■ Your instructions ■
Within the listing below, the lines containing "CategoryFound" are to be counted. Give the number only.

■ Records for this exercise ■
//! Slot value extractor for product conversations
//!
//! Rule-based extraction from user utterances. The active stage decides
//! which slot is parsed; every other slot is ignored for that turn.

use once_cell::sync::Lazy;
use regex::Regex;

use advisor_config::constants::dialogue::{GENERAL_PREFERENCE, GENERAL_PREFERENCE_MIN_CHARS};
use advisor_config::{Catalog, KeywordTables};
use advisor_core::{Budget, Category, Product, Stage};

/// Optional `$`, digits, optionally `-` and a second `$digits` group
static BUDGET_PATTERN: Lazy<Regex> =
    Lazy::new(|| Regex::new(r"\$?(\d+)(?:\s*-\s*\$?(\d+))?").unwrap());

/// Result of scanning one utterance in one stage
#[derive(Debug, Clone, PartialEq)]
pub enum SlotOutcome {
    CategoryFound(Category),
    CategoryMissing,
    BudgetFound(Budget),
    BudgetMissing,
    /// Tags in table order
    PreferencesFound(Vec<String>),
    /// Nothing matched but the utterance was long enough to move on
    PreferencesGeneral,
    PreferencesMissing,
    FeedbackPositive,
    FeedbackNegative,
    ProductMentioned(Product),
    FeedbackOther,
    /// Stage already at `recommendation`; nothing to extract
    AwaitingRecommendation,
}

impl SlotOutcome {
    /// Short label for logs and metrics
    pub fn label(&self) -> &'static str {
        match self {
            SlotOutcome::CategoryFound(_) => "category_found",
            SlotOutcome::CategoryMissing => "category_missing",
            SlotOutcome::BudgetFound(_) => "budget_found",
            SlotOutcome::BudgetMissing => "budget_missing",
            SlotOutcome::PreferencesFound(_) => "preferences_found",
            SlotOutcome::PreferencesGeneral => "preferences_general",
            SlotOutcome::PreferencesMissing => "preferences_missing",
            SlotOutcome::FeedbackPositive => "feedback_positive",
            SlotOutcome::FeedbackNegative => "feedback_negative",
            SlotOutcome::ProductMentioned(_) => "product_mentioned",
            SlotOutcome::FeedbackOther => "feedback_other",
            SlotOutcome::AwaitingRecommendation => "awaiting_recommendation",
        }
    }
}

/// Feedback classification
#[derive(Debug, Clone, Copy, PartialEq, Eq)]
pub enum FeedbackKind {
    Positive,
    Negative,
    Neutral,
}

/// Slot extractor driven by configurable keyword tables
pub struct SlotExtractor {
    keywords: KeywordTables,
}

impl SlotExtractor {
    pub fn new(keywords: KeywordTables) -> Self {
        Self { keywords }
    }

    /// Extract whichever slot `stage` asks for
    ///
    /// `category` is the category collected so far; it selects the
    /// preference table.
    pub fn extract(
        &self,
        stage: Stage,
        category: Option<Category>,
        utterance: &str,
        catalog: &Catalog,
    ) -> SlotOutcome {
        let lower = utterance.to_lowercase();

        match stage {
            Stage::Initial => match self.detect_category(&lower) {
                Some(category) => SlotOutcome::CategoryFound(category),
                None => SlotOutcome::CategoryMissing,
            },
            Stage::Budget => match extract_budget(&lower) {
                Some(budget) => SlotOutcome::BudgetFound(budget),
                None => SlotOutcome::BudgetMissing,
            },
            Stage::Preferences => {
                let found = category
                    .map(|c| self.extract_preferences(c, &lower))
                    .unwrap_or_default();

                if !found.is_empty() {
                    SlotOutcome::PreferencesFound(found)
                } else if lower.chars().count() > GENERAL_PREFERENCE_MIN_CHARS {
                    SlotOutcome::PreferencesGeneral
                } else {
                    SlotOutcome::PreferencesMissing
                }
            }
            Stage::Recommendation => SlotOutcome::AwaitingRecommendation,
            Stage::Feedback => match self.classify_feedback(&lower) {
                FeedbackKind::Positive => SlotOutcome::FeedbackPositive,
                FeedbackKind::Negative => SlotOutcome::FeedbackNegative,
                FeedbackKind::Neutral => match catalog.mentioned_in(&lower) {
                    Some(product) => SlotOutcome::ProductMentioned(product.clone()),
                    None => SlotOutcome::FeedbackOther,
                },
            },
        }
    }

    /// Detect the product category in lower-cased text
    ///
    /// Every table entry is checked; when several categories match, the one
    /// listed last wins.
    pub fn detect_category(&self, lower: &str) -> Option<Category> {
        let mut detected = None;
        for entry in &self.keywords.categories {
            if entry.triggers.iter().any(|k| lower.contains(k.as_str())) {
                detected = Some(entry.category);
            }
        }
        detected
    }

    /// All preference tags for `category` found in lower-cased text, in
    /// table order
    pub fn extract_preferences(&self, category: Category, lower: &str) -> Vec<String> {
        self.keywords
            .preferences_for(category)
            .iter()
            .filter(|p| p.triggers.iter().any(|k| lower.contains(k.as_str())))
            .map(|p| p.tag.clone())
            .collect()
    }

    /// Classify feedback; positive phrases are checked first
    pub fn classify_feedback(&self, lower: &str) -> FeedbackKind {
        let feedback = &self.keywords.feedback;
        if feedback.positive.iter().any(|k| lower.contains(k.as_str())) {
            FeedbackKind::Positive
        } else if feedback.negative.iter().any(|k| lower.contains(k.as_str())) {
            FeedbackKind::Negative
        } else {
            FeedbackKind::Neutral
        }
    }
}

impl Default for SlotExtractor {
    fn default() -> Self {
        Self::new(KeywordTables::default())
    }
}

/// Parse a budget from lower-cased text
///
/// Uses the first match only. Two numbers give a range, one gives an upper
/// bound. Values beyond `u32::MAX` saturate.
pub fn extract_budget(lower: &str) -> Option<Budget> {
    let caps = BUDGET_PATTERN.captures(lower)?;
    let first = parse_amount(caps.get(1)?.as_str());

    Some(match caps.get(2) {
        Some(second) => Budget::range(first, parse_amount(second.as_str())),
        None => Budget::up_to(first),
    })
}

fn parse_amount(digits: &str) -> u32 {
    digits
        .parse::<u64>()
        .map(|v| v.min(u64::from(u32::MAX)) as u32)
        .unwrap_or(u32::MAX)
}

/// Fallback tag recorded when no preference keyword matched
pub fn general_preference() -> String {
    GENERAL_PREFERENCE.to_string()
}

#[cfg(test)]
mod tests {
    use super::*;

    fn extractor() -> SlotExtractor {
        SlotExtractor::default()
    }

    #[test]
    fn test_single_category_keyword() {
        let ex = extractor();
        assert_eq!(ex.detect_category("i need a new laptop for work"), Some(Category::Laptop));
        assert_eq!(ex.detect_category("looking for an android"), Some(Category::Smartphone));
        assert_eq!(ex.detect_category("new earbuds please"), Some(Category::Headphones));
        assert_eq!(ex.detect_category("a new macbook"), Some(Category::Laptop));
        assert_eq!(ex.detect_category("something nice"), None);
    }

    #[test]
    fn test_last_listed_category_wins() {
        let ex = extractor();
        // "phone" (smartphone) and "laptop" both present
        assert_eq!(
            ex.detect_category("a laptop or maybe a phone"),
            Some(Category::Smartphone)
        );
        // order in the sentence does not matter, table order does
        assert_eq!(
            ex.detect_category("a phone or maybe a laptop"),
            Some(Category::Smartphone)
        );
        // "headphones" contains "phone"; headphones is listed last
        assert_eq!(ex.detect_category("i want wireless headphones"), Some(Category::Headphones));
    }

    #[test]
    fn test_budget_range() {
        assert_eq!(
            extract_budget("my budget is around $1000-1500"),
            Some(Budget::range(1000, 1500))
        );
        assert_eq!(extract_budget("$1000 - $1500"), Some(Budget::range(1000, 1500)));
    }

    #[test]
    fn test_budget_max_only() {
        assert_eq!(extract_budget("up to 800"), Some(Budget::up_to(800)));
        assert_eq!(extract_budget("under $200 please"), Some(Budget::up_to(200)));
    }

    #[test]
    fn test_budget_missing() {
        assert_eq!(extract_budget("no numbers here"), None);
    }

    #[test]
    fn test_budget_range_not_validated() {
        assert_eq!(extract_budget("1500-1000"), Some(Budget::range(1500, 1000)));
    }

    #[test]
    fn test_budget_first_match_only() {
        // "to" is not a range separator
        assert_eq!(extract_budget("between 500 and 900"), Some(Budget::up_to(500)));
    }

    #[test]
    fn test_budget_saturates() {
        assert_eq!(
            extract_budget("99999999999999999999999"),
            Some(Budget::up_to(u32::MAX))
        );
    }

    #[test]
    fn test_all_matching_preferences_in_table_order() {
        let ex = extractor();
        let tags = ex.extract_preferences(
            Category::Laptop,
            "i need something with good battery life and powerful enough for video editing",
        );
        // "something" contains "thin"
        assert_eq!(tags, vec!["performance", "portability", "battery"]);

        let tags = ex.extract_preferences(Category::Smartphone, "a great screen and camera");
        assert_eq!(tags, vec!["camera", "display"]);
    }

    #[test]
    fn test_preferences_are_category_specific() {
        let ex = extractor();
        assert!(ex.extract_preferences(Category::Headphones, "gaming gpu").is_empty());
        assert_eq!(ex.extract_preferences(Category::Laptop, "gaming gpu"), vec!["gaming"]);
    }

    #[test]
    fn test_preference_fallback_threshold() {
        let ex = extractor();
        let catalog = Catalog::default();

        // exactly 10 characters
        let outcome = ex.extract(Stage::Preferences, Some(Category::Laptop), "hmm, maybe", &catalog);
        assert_eq!(outcome, SlotOutcome::PreferencesMissing);

        // 11 characters
        let outcome = ex.extract(Stage::Preferences, Some(Category::Laptop), "hmm, maybe.", &catalog);
        assert_eq!(outcome, SlotOutcome::PreferencesGeneral);
    }

    #[test]
    fn test_feedback_positive_checked_first() {
        let ex = extractor();
        assert_eq!(ex.classify_feedback("these look great"), FeedbackKind::Positive);
        assert_eq!(ex.classify_feedback("no, too expensive"), FeedbackKind::Negative);
        // "not good" contains "good"
        assert_eq!(ex.classify_feedback("not good"), FeedbackKind::Positive);
        assert_eq!(ex.classify_feedback("hmm"), FeedbackKind::Neutral);
    }

    #[test]
    fn test_feedback_product_mention() {
        let ex = extractor();
        let catalog = Catalog::default();
        let outcome = ex.extract(Stage::Feedback, None, "Tell me about the ProBook X5", &catalog);
        match outcome {
            SlotOutcome::ProductMentioned(p) => assert_eq!(p.name, "ProBook X5"),
            other => panic!("unexpected outcome {:?}", other),
        }

        let outcome = ex.extract(Stage::Feedback, None, "hmm", &catalog);
        assert_eq!(outcome, SlotOutcome::FeedbackOther);
    }

    #[test]
    fn test_stage_selects_slot() {
        let ex = extractor();
        let catalog = Catalog::default();
        // A category keyword in the budget stage is ignored
        let outcome = ex.extract(Stage::Budget, Some(Category::Laptop), "a laptop", &catalog);
        assert_eq!(outcome, SlotOutcome::BudgetMissing);
        // A number in the initial stage is ignored
        let outcome = ex.extract(Stage::Initial, None, "$500", &catalog);
        assert_eq!(outcome, SlotOutcome::CategoryMissing);
    }
}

■ Your solution ■
3